The thing to remember is the job market is saturated, so the more streamlined you can be up front, in order to catch someones’s eye, the better. Just provide the details downstream if the interest is there. It’s why book jackets exist :slight_smile:

Also the fact that the person who knows what the heck the tool you’re demoing actually means to their pipeline isn’t always the first guy or gal to get your application/submission. Sometimes there is that layer of recruiters/whoever you need to pass through before your stuff will even get into the hands or be seen by someone who recognizes how awesome your autoFinishTheShotWayFaster script is. :slight_smile:

Not to say that it’s easy, just that it’s still important to be able to sell yourself with the traditional goods.

I think a demo reel is still crucial to get a quick feel if the guy knows what he’s doing. Sure, there’s a lot of TA stuff that’s nebulous like setting up pipelines and workflows, but a lot of it can be measurable.

The easy stuff is shaders, since you can have shiny objects for recruiters. Rigging is always good to have under your belt, specially if it demonstrates your scripting ability, if you can change the rigging time from a day or 2 per character to a 30 seconds script with an hour of cleaning up transferred weights, you’ll be desirable, guaranteed.

Personally I like to see that you know how to fuss with weird stuff, shows that you’re a problem solver. If you set up an asset management website, or figure out how to use a different UI module inside of Maya with Python, or just general cool stuff you’re golden.

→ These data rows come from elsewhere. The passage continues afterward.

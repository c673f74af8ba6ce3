// Licensed under the Apache License, Version 2.0 (the "License");
// you may not use this file except in compliance with the License.
// You may obtain a copy of the License at
//
//     http://www.apache.org/licenses/LICENSE-2.0
//
// Unless required by applicable law or agreed to in writing, software
// distributed under the License is distributed on an "AS IS" BASIS,
// WITHOUT WARRANTIES OR CONDITIONS OF ANY KIND, either express or implied.
// See the License for the specific language governing permissions and
// limitations under the License.

//! Spec section 4.3: the ordered identity burst sent right after the
//! transport comes up. Order matters, so this is a straight-line function
//! rather than a table-driven dispatcher.

use std::{
    env,
    io,
    os::fd::AsRawFd,
};

use anyhow::Context;
use nix::unistd::{dup, getpid};
use shellmux_protocol::{encode_cstr, MsgType};

use crate::context::ClientContext;

pub fn run(ctx: &mut ClientContext) -> anyhow::Result<()> {
    ctx.transport
        .send(MsgType::IdentifyFlags, &ctx.flags.as_word().to_le_bytes())
        .context("sending IdentifyFlags")?;

    let term = env::var("TERM").unwrap_or_default();
    ctx.transport
        .send(MsgType::IdentifyTerm, &encode_cstr(&term))
        .context("sending IdentifyTerm")?;

    let tty_name = crate::tty::name_of(io::stdin().as_raw_fd()).unwrap_or_default();
    ctx.transport
        .send(MsgType::IdentifyTtyName, &encode_cstr(&tty_name))
        .context("sending IdentifyTtyName")?;

    let cwd = current_dir_or_fallback();
    ctx.transport
        .send(MsgType::IdentifyCwd, &encode_cstr(&cwd))
        .context("sending IdentifyCwd")?;

    // Duplicate stdin so the server gets its own handle; ours stays open and
    // usable for the rest of the attached session.
    let stdin_dup = dup(io::stdin().as_raw_fd()).context("duplicating stdin")?;
    let send_result = ctx.transport.send_with_fd(MsgType::IdentifyStdin, &[], Some(stdin_dup.as_raw_fd()));
    // The dup'd fd was sent (or the attempt failed); either way we don't
    // need our copy of it once send_with_fd returns; sendmsg itself dup's
    // the descriptor across the boundary, so closing ours is safe.
    drop(stdin_dup);
    send_result.context("sending IdentifyStdin")?;

    ctx.transport
        .send(MsgType::IdentifyClientPid, &getpid().as_raw().to_le_bytes())
        .context("sending IdentifyClientPid")?;

    for (key, value) in env::vars() {
        let entry = format!("{}={}", key, value);
        let payload = encode_cstr(&entry);
        // Entries whose serialized size exceeds the transport's per-frame
        // limit minus header are silently skipped, per spec section 4.3.
        if payload.len() > crate::consts::MAX_FRAME_PAYLOAD {
            continue;
        }
        ctx.transport.send(MsgType::IdentifyEnviron, &payload).context("sending IdentifyEnviron")?;
    }

    ctx.transport.send(MsgType::IdentifyDone, &[]).context("sending IdentifyDone")?;
    Ok(())
}

fn current_dir_or_fallback() -> String {
    if let Ok(dir) = env::current_dir() {
        return dir.to_string_lossy().into_owned();
    }
    if let Ok(home) = env::var("HOME") {
        return home;
    }
    "/".to_string()
}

And even if you’re working more on a director level you can still show an environment that looks badass and explain how your help made them pull it off, like saying you implemented a GI rendering pipeline to bake out lightmaps, you directed the tool development that allowed the artists iterate on this level on the console. Stuff like that goes a long way, because there are a lot of talented TAs out there but few that can truly guide art, design and programming towards a common and more efficient goal. A lot of a TA’s job is making sure noone’s dropping the ball and acting as a translator between departments.